Covid, focus su Trieste: oltre il 20% dei positivi sono ospiti in case di riposo

Finora a Trieste sono stati effettuati 103mila tamponi e testate circa 36500 persone. Il numero dei tamponi mensili è quasi duplicato da giugno. Questi alcuni dei dati sulla pandemia nel capoluogo comunicati dal vicegovernatore Riccardi durante un'audizione in consiglio comunale

Foto di repertorio

In uno scenario che vede un aumento progressivo di contagi e ricoveri, il 20,7% dei positivi al Covid rilevati a Trieste è composto da ospiti delle case di riposo, mentre l'8,9% è costituito dal personale che vi lavora. L'età media dei positivi al virus in città è di 55 anni contro una media regionale di 50 anni, e per il 58% si tratta di donne, mentre in regione la percentuale è del 52,8%. Solo alcuni dei dati relativi alla pandemia limitatamente al territorio del capoluogo giuliano, esposti dal vicegovernatore con delega alla salute Riccardo Riccardi durante un'audizione in Consiglio Comunale.

Riccardi ha anche comunicato che a Trieste fino al 23 ottobre sono stati effettuati 103mila tamponi e testate circa 36500 persone. Il numero dei tamponi effettuati al mese è quasi duplicato da giugno (11mila) a un ottobre non ancora concluso (19510 finora). A oggi, da inizio pandemia sono stati rilevati oltre 2800 positivi in città, tra questi oltre 200 dipendenti del sistema sanitario. 57 le persone ricoverate finora in terapia intensiva, 414 i ricoverati in altri reparti e 172 i deceduti con positività.

Le residenze per anziani

Il vicegovernatore ha poi esposto un focus su residenze per anziani e scuole. Nelle case di riposo sono stati testati in tutto 2477 ospiti, di cui 432 risultati positivi e 80 i deceduti. 29 le residenze con almeno un caso, il 42% del totale. Per dare un'idea della progressione dei contagi in queste strutture, è stato fatto presente che in marzo i contagi sono stati 70, per poi salire a 279 in aprile, 18 in maggio, fino a scendere a poche unità nei mesi estivi e in settembre, e poi balzare nuovamente a 60 nel mese corrente e non ancora concluso. Di questi 60 si segnalano, in particolare, i 27 positivi alla residenza Moschion.
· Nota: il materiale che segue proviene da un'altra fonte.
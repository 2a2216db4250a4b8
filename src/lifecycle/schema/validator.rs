//! Semantic validation for outgoing skeleton documents.
//!
//! Structural validity comes from the typed deserialization; these checks
//! enforce the sequence invariants that types alone cannot express.

use anyhow::{anyhow, Result};

use crate::lifecycle::schema::SkeletonSequence;

/// Validate a document before it is written or uploaded.
pub fn validate(seq: &SkeletonSequence) -> Result<()> {
    let capacity = seq.keypoint_format.capacity();

    if seq.sequence.len() as u64 > seq.metadata.total_frames {
        return Err(anyhow!(
            "sequence length ({}) exceeds total_frames ({})",
            seq.sequence.len(),
            seq.metadata.total_frames
        ));
    }

    let mut prev_idx: Option<u64> = None;
    let mut prev_ts: Option<f64> = None;
    for frame in &seq.sequence {
        if let Some(prev) = prev_idx {
            if frame.frame_idx <= prev {
                return Err(anyhow!(
                    "frame indices are not strictly ascending: {} after {}",
                    frame.frame_idx,
                    prev
                ));
            }
        }
        prev_idx = Some(frame.frame_idx);

        if let Some(prev) = prev_ts {
            if frame.timestamp < prev {
                return Err(anyhow!(
                    "timestamps are not monotonic: frame {} has {} after {}",
                    frame.frame_idx,
                    frame.timestamp,
                    prev
                ));
            }
        }
        prev_ts = Some(frame.timestamp);

        if frame.keypoints.len() > capacity {
            return Err(anyhow!(
                "frame {}: keypoint count ({}) exceeds {:?} capacity ({})",
                frame.frame_idx,
                frame.keypoints.len(),
                seq.keypoint_format,
                capacity
            ));
        }
        for (name, kp) in &frame.keypoints {
            if !(0.0..=1.0).contains(&kp.x) || !(0.0..=1.0).contains(&kp.y) {
                return Err(anyhow!(
                    "frame {}: keypoint '{}' coordinates ({}, {}) outside [0, 1]",
                    frame.frame_idx,
                    name,
                    kp.x,
                    kp.y
                ));
            }
            if !(0.0..=1.0).contains(&kp.confidence) {
                return Err(anyhow!(
                    "frame {}: keypoint '{}' confidence {} outside [0, 1]",
                    frame.frame_idx,
                    name,
                    kp.confidence
                ));
            }
        }
    }

    if let Some(analysis) = &seq.analysis {
        if let (Some(fall_idx), Some(max_idx)) = (analysis.fall_frame_idx, prev_idx) {
            if fall_idx > max_idx {
                return Err(anyhow!(
                    "analysis.fall_frame_idx ({}) exceeds maximum frame index ({})",
                    fall_idx,
                    max_idx
                ));
            }
        }
    }

    Ok(())
}

#[cfg(test)]
mod tests {
    use super::*;
    use crate::lifecycle::schema::{Keypoint, SkeletonAnalysis};

    fn sample() -> SkeletonSequence {
        crate::lifecycle::schema::tests::sample_sequence()
    }

    #[test]
    fn accepts_well_formed_document() {
        validate(&sample()).unwrap();
    }

    #[test]
    fn accepts_empty_sequence() {
        let mut seq = sample();
        seq.sequence.clear();
        validate(&seq).unwrap();
    }

    #[test]
    fn rejects_non_ascending_frame_indices() {
        let mut seq = sample();
        seq.sequence[1].frame_idx = 0;
        let err = validate(&seq).unwrap_err().to_string();
        assert!(err.contains("strictly ascending"));
    }

    #[test]
    fn rejects_regressing_timestamps() {
        let mut seq = sample();
        seq.sequence[1].timestamp = 50.0;
        let err = validate(&seq).unwrap_err().to_string();
        assert!(err.contains("monotonic"));
    }

    #[test]
    fn rejects_excess_keypoints() {
        let mut seq = sample();
        for i in 0..2 {
            seq.sequence[0].keypoints.insert(
                format!("extra_{}", i),
                Keypoint {
                    x: 0.5,
                    y: 0.5,
                    confidence: 0.5,
                },
            );
        }
        let err = validate(&seq).unwrap_err().to_string();
        assert!(err.contains("capacity"));
    }

    #[test]
    fn rejects_denormalized_coordinates() {
        let mut seq = sample();
        seq.sequence[0]
            .keypoints
            .insert("nose".into(), Keypoint { x: 1.5, y: 0.5, confidence: 0.5 });
        let err = validate(&seq).unwrap_err().to_string();
        assert!(err.contains("outside [0, 1]"));
    }

    #[test]
    fn rejects_sequence_longer_than_total_frames() {
        let mut seq = sample();
        seq.metadata.total_frames = 1;
        let err = validate(&seq).unwrap_err().to_string();
        assert!(err.contains("total_frames"));
    }

    #[test]
    fn rejects_out_of_range_fall_frame_idx() {
        let mut seq = sample();
        seq.analysis = Some(SkeletonAnalysis {
            fall_detected: true,
            fall_frame_idx: Some(99),
            fall_timestamp: None,
            recovery_frame_idx: None,
            rule_triggered: None,
        });
        let err = validate(&seq).unwrap_err().to_string();
        assert!(err.contains("fall_frame_idx"));
    }
}
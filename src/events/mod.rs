//! Event identity, durable storage, and event-driven side effects.

pub mod notifier;
pub mod observer;
pub mod recorder;
pub mod store;

pub use notifier::PushNotifier;
pub use observer::{
    FallEvent, FallEventObserver, SuspectedEvent, SuspectedEventObserver, SuspectedOutcome,
};
pub use recorder::ClipRecorder;
pub use store::{EventStore, UploadStatus};
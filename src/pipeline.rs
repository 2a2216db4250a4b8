use std::sync::atomic::{AtomicBool, Ordering};
use std::sync::Arc;
use std::thread::JoinHandle;
use std::time::Duration;

use anyhow::Result;

use crate::analysis::rule::RuleEngine;
use crate::analysis::state::{DelayConfirm, FallState};
use crate::capture::camera::FrameSource;
use crate::capture::frame::FrameData;
use crate::capture::ring::FrameRing;
use crate::config::FallwatchConfig;
use crate::detect::detector::Detector;
use crate::detect::types::Detection;
use crate::epoch_now;
use crate::events::notifier::PushNotifier;
use crate::events::recorder::ClipRecorder;
use crate::events::store::EventStore;
use crate::lifecycle::cleanup::ClipCleanup;
use crate::lifecycle::cloud_sync::{CloudSync, GcsStore};
use crate::lifecycle::collector::SkeletonCollector;
use crate::lifecycle::extractor::SkeletonExtractor;
use crate::lifecycle::scheduler::CleanupScheduler;
use crate::StopSignal;

/// Interval between pending-upload sweeps of the background sync worker.
const UPLOAD_SWEEP_INTERVAL: Duration = Duration::from_secs(60);

/// Owns the capture loop and every long-lived component, and wires the
/// observer graph before the first frame flows.
///
/// Thread layout: the hot capture/detect/rule/push/update sequence runs
/// on the caller's thread; clip encoding runs on one-shot timer threads;
/// skeleton extraction on the collector's bounded pool; upload and
/// retention sweeps on their own workers.
pub struct Pipeline {
    camera: Box<dyn FrameSource>,
    detector: Detector,
    rule: RuleEngine,
    ring: Arc<FrameRing>,
    state: DelayConfirm,
    store: Arc<EventStore>,
    recorder: Arc<ClipRecorder>,
    collector: Option<Arc<SkeletonCollector>>,
    scheduler: CleanupScheduler,
    sync_stop: Arc<StopSignal>,
    sync_worker: Option<JoinHandle<()>>,
}

impl Pipeline {
    /// Build and wire the full component graph. The camera, detector,
    /// and rule engine are injected so the daemon can choose backends;
    /// everything downstream comes from the configuration.
    pub fn new(
        config: &FallwatchConfig,
        camera: Box<dyn FrameSource>,
        detector: Detector,
        pose_extractor: Option<SkeletonExtractor>,
        rule: RuleEngine,
    ) -> Result<Self> {
        let ring = Arc::new(FrameRing::new(
            config.recording.buffer_seconds,
            config.camera.fps as f64,
        ));
        let store = Arc::new(EventStore::open(&config.db_path)?);

        let recorder = Arc::new(ClipRecorder::new(
            Arc::clone(&ring),
            Arc::clone(&store),
            &config.clips_dir,
            config.camera.fps,
            config.recording.clip_before_sec,
            config.recording.clip_after_sec,
        ));
        let notifier = Arc::new(PushNotifier::new(
            &config.notification.channel_access_token,
            &config.notification.user_id,
            config.notification.enabled,
        ));

        let mut state = DelayConfirm::new(
            config.analysis.delay_sec,
            config.analysis.same_event_window,
            config.analysis.re_notify_interval,
        );
        state.add_observer(Arc::clone(&store) as Arc<dyn crate::FallEventObserver>);
        state.add_observer(notifier);
        state.add_observer(Arc::clone(&recorder) as Arc<dyn crate::FallEventObserver>);

        let collector = match (config.lifecycle.auto_skeleton_extract, pose_extractor) {
            (true, Some(extractor)) => {
                let collector = Arc::new(SkeletonCollector::new(
                    Arc::clone(&ring),
                    extractor,
                    &config.lifecycle.skeleton_output_dir,
                    config.recording.clip_before_sec,
                    config.recording.clip_after_sec,
                    config.camera.fps as f64,
                    SkeletonCollector::DEFAULT_WORKERS,
                ));
                state.add_suspected_observer(
                    Arc::clone(&collector) as Arc<dyn crate::SuspectedEventObserver>
                );
                Some(collector)
            }
            _ => None,
        };

        let scheduler = CleanupScheduler::new(
            ClipCleanup::new(Arc::clone(&store), config.lifecycle.clip_retention_days),
            Duration::from_secs_f64(config.lifecycle.cleanup_schedule_hours * 3600.0),
            config.lifecycle.cleanup_enabled,
        );
        scheduler.start();

        let sync_stop = Arc::new(StopSignal::new());
        let sync_worker = if config.cloud_sync.enabled {
            let sync = Arc::new(
                CloudSync::new(
                    Arc::clone(&store),
                    Arc::new(GcsStore::new(&config.cloud_sync.gcs_bucket)),
                    &config.lifecycle.skeleton_output_dir,
                    config.cloud_sync.retry_attempts,
                    Duration::from_secs_f64(config.cloud_sync.retry_delay_seconds),
                )
                .with_stop(Arc::clone(&sync_stop)),
            );
            Some(sync.spawn_worker(UPLOAD_SWEEP_INTERVAL))
        } else {
            None
        };

        Ok(Self {
            camera,
            detector,
            rule,
            ring,
            state,
            store,
            recorder,
            collector,
            scheduler,
            sync_stop,
            sync_worker,
        })
    }

    pub fn ring(&self) -> &Arc<FrameRing> {
        &self.ring
    }

    pub fn store(&self) -> &Arc<EventStore> {
        &self.store
    }

    /// Run the capture loop until `stop` flips or the camera fails hard.
    pub fn run(&mut self, stop: &AtomicBool) -> Result<()> {
        log::info!("fall detection pipeline started");
        while !stop.load(Ordering::Relaxed) {
            let image = match self.camera.read() {
                Ok(Some(image)) => image,
                Ok(None) => continue,
                Err(e) => {
                    log::error!("camera failed: {:#}", e);
                    break;
                }
            };

            let now = epoch_now();
            let detections = self.detector.detect(&image);
            let detection = detections.first();
            let is_fallen = self.rule.evaluate(detection, now);
            let bbox = detection.and_then(Detection::bbox).copied();

            self.ring.push(FrameData {
                timestamp: now,
                image: Arc::new(image),
                bbox,
            });

            let previous = self.state.state();
            let current = self.state.update(is_fallen, now);

            if current == FallState::Confirmed && previous != FallState::Confirmed {
                log::warn!("fall confirmed");
                // Forward the resolved suspicion to the collector so the
                // positive sample gets extracted and labelled.
                if let (Some(collector), Some(suspected)) =
                    (&self.collector, self.state.current_suspected())
                {
                    if let Err(e) = collector.on_fall_confirmed_update(&suspected.clone()) {
                        log::error!(
                            "collector failed on {}: {:#}",
                            suspected.suspected_id,
                            e
                        );
                    }
                }
            }
        }
        log::info!("capture loop ended");
        Ok(())
    }

    /// Tear everything down: cancel pending clip timers, drain the
    /// extraction pool, stop the upload and retention workers.
    pub fn shutdown(&mut self) {
        log::info!("shutting down pipeline");
        self.camera.release();
        self.recorder.shutdown();
        if let Some(collector) = &self.collector {
            collector.shutdown();
        }
        self.sync_stop.stop();
        if let Some(handle) = self.sync_worker.take() {
            let _ = handle.join();
        }
        self.scheduler.stop();
    }
}
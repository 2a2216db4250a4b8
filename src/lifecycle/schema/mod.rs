//! Skeleton sequence data format.
//!
//! The on-disk JSON document exchanged with training pipelines and the
//! object store. Field layout is stable: coordinates are normalized to
//! `[0, 1]` and round-trip at full f64 precision through `serde_json`.

pub mod formats;
pub mod validator;

use std::collections::BTreeMap;
use std::path::Path;

use anyhow::{Context, Result};
use serde::{Deserialize, Serialize};

pub use formats::{KeypointFormat, COCO17_KEYPOINTS, MEDIAPIPE33_KEYPOINTS};
pub use validator::validate;

/// One normalized keypoint.
#[derive(Clone, Copy, Debug, PartialEq, Serialize, Deserialize)]
pub struct Keypoint {
    pub x: f64,
    pub y: f64,
    pub confidence: f64,
}

/// Person bounding box in absolute pixels, derived from keypoints.
#[derive(Clone, Copy, Debug, PartialEq, Eq, Serialize, Deserialize)]
pub struct BBox {
    pub x: i64,
    pub y: i64,
    pub width: i64,
    pub height: i64,
}

#[derive(Clone, Copy, Debug, PartialEq, Serialize, Deserialize)]
pub struct CenterOfMass {
    pub x: f64,
    pub y: f64,
}

/// Features computed from the skeleton at extraction time.
#[derive(Clone, Copy, Debug, PartialEq, Serialize, Deserialize)]
pub struct DerivedFeatures {
    pub torso_angle: f64,
    pub aspect_ratio: f64,
    pub center_of_mass: CenterOfMass,
}

/// Skeleton data for one frame.
#[derive(Clone, Debug, PartialEq, Serialize, Deserialize)]
pub struct SkeletonFrame {
    pub frame_idx: u64,
    pub timestamp: f64,
    pub keypoints: BTreeMap<String, Keypoint>,
    #[serde(default)]
    pub bbox: Option<BBox>,
    #[serde(default)]
    pub derived_features: Option<DerivedFeatures>,
}

#[derive(Clone, Debug, PartialEq, Serialize, Deserialize)]
pub struct ExtractorMetadata {
    pub engine: String,
    pub model: String,
    pub version: String,
}

#[derive(Clone, Debug, PartialEq, Serialize, Deserialize)]
pub struct SkeletonMetadata {
    pub event_id: String,
    /// ISO-8601 extraction timestamp.
    pub timestamp: String,
    pub source_video: String,
    pub duration_sec: f64,
    pub fps: u32,
    pub total_frames: u64,
    pub extractor: ExtractorMetadata,
}

/// Optional fall-analysis annotations.
#[derive(Clone, Debug, PartialEq, Serialize, Deserialize)]
pub struct SkeletonAnalysis {
    pub fall_detected: bool,
    #[serde(default)]
    pub fall_frame_idx: Option<u64>,
    #[serde(default)]
    pub fall_timestamp: Option<f64>,
    #[serde(default)]
    pub recovery_frame_idx: Option<u64>,
    #[serde(default)]
    pub rule_triggered: Option<String>,
}

/// The top-level skeleton sequence document.
#[derive(Clone, Debug, PartialEq, Serialize, Deserialize)]
pub struct SkeletonSequence {
    pub version: String,
    pub metadata: SkeletonMetadata,
    pub keypoint_format: KeypointFormat,
    pub sequence: Vec<SkeletonFrame>,
    #[serde(default)]
    pub analysis: Option<SkeletonAnalysis>,
}

impl SkeletonSequence {
    pub const VERSION: &'static str = "1.0";

    pub fn to_json_string(&self) -> Result<String> {
        serde_json::to_string_pretty(self).context("failed to serialize skeleton sequence")
    }

    pub fn from_json_str(raw: &str) -> Result<Self> {
        serde_json::from_str(raw).context("failed to parse skeleton sequence")
    }

    /// Write the document, creating parent directories as needed.
    pub fn to_json_file<P: AsRef<Path>>(&self, path: P) -> Result<()> {
        let path = path.as_ref();
        if let Some(parent) = path.parent() {
            if !parent.as_os_str().is_empty() {
                std::fs::create_dir_all(parent)?;
            }
        }
        std::fs::write(path, self.to_json_string()?)
            .with_context(|| format!("failed to write {}", path.display()))
    }

    pub fn from_json_file<P: AsRef<Path>>(path: P) -> Result<Self> {
        let path = path.as_ref();
        let raw = std::fs::read_to_string(path)
            .with_context(|| format!("failed to read {}", path.display()))?;
        Self::from_json_str(&raw)
    }
}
La scuola: più contagi in studenti dagli 11 ai 18 anni

Per quanto riguarda la scuola, il 36% degli alunni positivi si è registrato nella scuola primaria, il 59% nella secondaria di primo e secondo grado e il 5% nelle scuole per l'infanzia a riprova, come più volte sottolineato dalla Regione, che i contagi sono soprattutto concentrati nella fascia d'età con più rapporti sociali (11 - 18 anni), e che probabilmente il virus viene contratto principalmente al di fuori dall'ambiente scolastico. I contagi riguardano 22 istituti con 29 alunni e 5 insegnanti positivi. 

Dati regionali: età media dei positivi in risalita

Sono stati poi esposti alcuni dati relativi all'intera regione, in particolare sull'età media dei contagiati, che si assestava sui 53 anni di età nelle prime fasi della pandemia, per poi salire a 64 anni in aprile fino ad arrivare ai 38 anni in agosto ( a riprova forse di una ripresa della diffusione tra le fasce d'età con più vita sociale). L'età mediana è poi risalita a 41 anni in settembre e a 45 in ottobre, "coerentemente con i profili delle curve di previsione", ha precisato Riccardi. L'età media dei decessi è invece di 85 anni. È stato infine segnalato un aumento dei malati in terapia intensiva, con questo andamento: in marzo erano state ricoverate 83 persone, 38 in aprile, 16 in maggio, poche unità al mese durante l'estate per risalire a 16 in settembre e 34 in ottobre.